Stored data:
==========

//! View composition: maps world and player state into a framebuffer.
//!
//! This module is pure (no I/O). Each HUD element is a stateless function
//! of `(World, Player, viewport)`; [`render_into`] runs them in a fixed
//! order so later elements layer over earlier ones deterministically. The
//! screen splits into the top-left minimap, the first-person view offset
//! to its right, and status text rows below the map.

use termitek_core::catalog;
use termitek_core::raycast::{column_angle, march};
use termitek_core::{Player, World};

use crate::fb::{CellStyle, Color, FrameBuffer};

/// Terminal viewport dimensions.
#[derive(Debug, Clone, Copy, PartialEq, Eq)]
pub struct Viewport {
    pub width: u16,
    pub height: u16,
}

impl Viewport {
    pub fn new(width: u16, height: u16) -> Self {
        Self { width, height }
    }
}

/// Columns between the minimap's right edge and the first-person view.
const VIEW_GAP: u16 = 2;

/// Trees project shorter than walls by this depth factor.
const TREE_DEPTH_SCALE: f64 = 1.5;

/// Render one frame into an existing framebuffer.
///
/// This is the allocation-free hot path. Callers can reuse a framebuffer
/// across frames and only pay a resize when the terminal size changes.
pub fn render_into(world: &World, player: &Player, viewport: Viewport, fb: &mut FrameBuffer) {
    fb.resize(viewport.width, viewport.height);
    fb.clear(CellStyle::default().into_cell(' '));

    let hud_y = world.height() as u16;

    draw_minimap(world, player, fb);
    draw_compass(player, hud_y, fb);
    draw_view3d(world, player, viewport, fb);
    draw_inventory(player, hud_y, fb);
    draw_facing(world, player, hud_y, fb);
}

/// Render one frame into a freshly allocated framebuffer.
pub fn render(world: &World, player: &Player, viewport: Viewport) -> FrameBuffer {
    let mut fb = FrameBuffer::new(viewport.width, viewport.height);
    render_into(world, player, viewport, &mut fb);
    fb
}

/// Top-down map in the top-left corner, one cell per tile, with the
/// player marked `P`. Trees get a green backdrop so they stand out.
fn draw_minimap(world: &World, player: &Player, fb: &mut FrameBuffer) {
    for y in 0..world.height() {
        for x in 0..world.width() {
            if let Some(block) = world.get_block(x, y) {
                let bg = if block.symbol == catalog::TREE.symbol {
                    Color::Green
                } else {
                    Color::Black
                };
                fb.put_char(x as u16, y as u16, block.symbol, CellStyle::on(bg));
            }
        }
    }

    let (px, py) = player.position();
    fb.put_char(px as u16, py as u16, 'P', CellStyle::on(Color::Black));
}

/// Heading letter and player coordinates under the minimap.
fn draw_compass(player: &Player, hud_y: u16, fb: &mut FrameBuffer) {
    let style = CellStyle::new(Color::Yellow, Color::Black);

    let heading = format!("[  {}  ]", player.heading().letter());
    fb.put_str(0, hud_y + 2, &heading, style);

    let (x, y) = player.position();
    let position = format!("[{} , {}]", x, y);
    fb.put_str(0, hud_y + 3, &position, style);
}

/// First-person column projection to the right of the minimap.
///
/// One ray per column. Ceiling above the wall band, floor below it; the
/// three segments always partition the column's full height.
fn draw_view3d(world: &World, player: &Player, viewport: Viewport, fb: &mut FrameBuffer) {
    let view_w = viewport.width / 2;
    let view_h = viewport.height;
    let start_x = world.width() as u16 + VIEW_GAP;
    let origin = (f64::from(player.x()), f64::from(player.y()));

    for column in 0..view_w {
        let angle = column_angle(player.angle(), column, view_w);
        let hit = march(world, origin, angle);

        let (height, band) = if hit.hit_tree {
            (
                f64::from(view_h) / (hit.depth * TREE_DEPTH_SCALE),
                Color::Green,
            )
        } else if hit.depth > 0.0 {
            (f64::from(view_h) / hit.depth, Color::White)
        } else {
            (f64::from(view_h), Color::White)
        };

        // Vertically centered band, truncated like the projection ratio.
        let half = f64::from(view_h) / 2.0;
        let top = ((half - height / 2.0) as i32).max(0) as u16;
        let bottom = ((half + height / 2.0) as i32).min(i32::from(view_h)) as u16;

        let x = start_x + column;
        fb.fill_rect(x, 0, 1, top, ' ', CellStyle::on(Color::Blue));
        fb.fill_rect(x, top, 1, bottom - top, '#', CellStyle::on(band));
        fb.fill_rect(x, bottom, 1, view_h - bottom, '.', CellStyle::on(Color::Green));
    }
}

/// Held items, aggregated by name for display only.
fn draw_inventory(player: &Player, hud_y: u16, fb: &mut FrameBuffer) {
    let style = CellStyle::new(Color::Blue, Color::Black);

    let mut counts: Vec<(&str, u32)> = Vec::new();
    for item in player.inventory().items() {
        match counts.iter_mut().find(|(name, _)| *name == item.name) {
            Some((_, total)) => *total += item.amount,
            None => counts.push((item.name, item.amount)),
        }
    }

    let line = if counts.is_empty() {
        String::from("Inventory: -")
    } else {
        let entries: Vec<String> = counts
            .iter()
            .map(|(name, total)| format!("{name} x{total}"))
            .collect();
        format!("Inventory: {}", entries.join(", "))
    };
    fb.put_str(0, hud_y + 4, &line, style);
}

/// Tooltip of the block the player is facing.
fn draw_facing(world: &World, player: &Player, hud_y: u16, fb: &mut FrameBuffer) {
    let style = CellStyle::new(Color::Cyan, Color::Black);
    let line = match player.facing_block(world) {
        Some(block) => format!("Facing: {}", block.tooltip),
        None => String::from("Facing: nothing"),
    };
    fb.put_str(0, hud_y + 5, &line, style);
}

==========

_Required action:_ Return the lines above precisely as they appear, beginning at the first line and ending at the line with "let mut fb = FrameBuffer::new(viewport.width, viewport.height);", and nothing after it.

_Your response:_
//! View composition: maps world and player state into a framebuffer.
//!
//! This module is pure (no I/O). Each HUD element is a stateless function
//! of `(World, Player, viewport)`; [`render_into`] runs them in a fixed
//! order so later elements layer over earlier ones deterministically. The
//! screen splits into the top-left minimap, the first-person view offset
//! to its right, and status text rows below the map.

use termitek_core::catalog;
use termitek_core::raycast::{column_angle, march};
use termitek_core::{Player, World};

use crate::fb::{CellStyle, Color, FrameBuffer};

/// Terminal viewport dimensions.
#[derive(Debug, Clone, Copy, PartialEq, Eq)]
pub struct Viewport {
    pub width: u16,
    pub height: u16,
}

impl Viewport {
    pub fn new(width: u16, height: u16) -> Self {
        Self { width, height }
    }
}

/// Columns between the minimap's right edge and the first-person view.
const VIEW_GAP: u16 = 2;

/// Trees project shorter than walls by this depth factor.
const TREE_DEPTH_SCALE: f64 = 1.5;

/// Render one frame into an existing framebuffer.
///
/// This is the allocation-free hot path. Callers can reuse a framebuffer
/// across frames and only pay a resize when the terminal size changes.
pub fn render_into(world: &World, player: &Player, viewport: Viewport, fb: &mut FrameBuffer) {
    fb.resize(viewport.width, viewport.height);
    fb.clear(CellStyle::default().into_cell(' '));

    let hud_y = world.height() as u16;

    draw_minimap(world, player, fb);
    draw_compass(player, hud_y, fb);
    draw_view3d(world, player, viewport, fb);
    draw_inventory(player, hud_y, fb);
    draw_facing(world, player, hud_y, fb);
}

/// Render one frame into a freshly allocated framebuffer.
pub fn render(world: &World, player: &Player, viewport: Viewport) -> FrameBuffer {
    let mut fb = FrameBuffer::new(viewport.width, viewport.height);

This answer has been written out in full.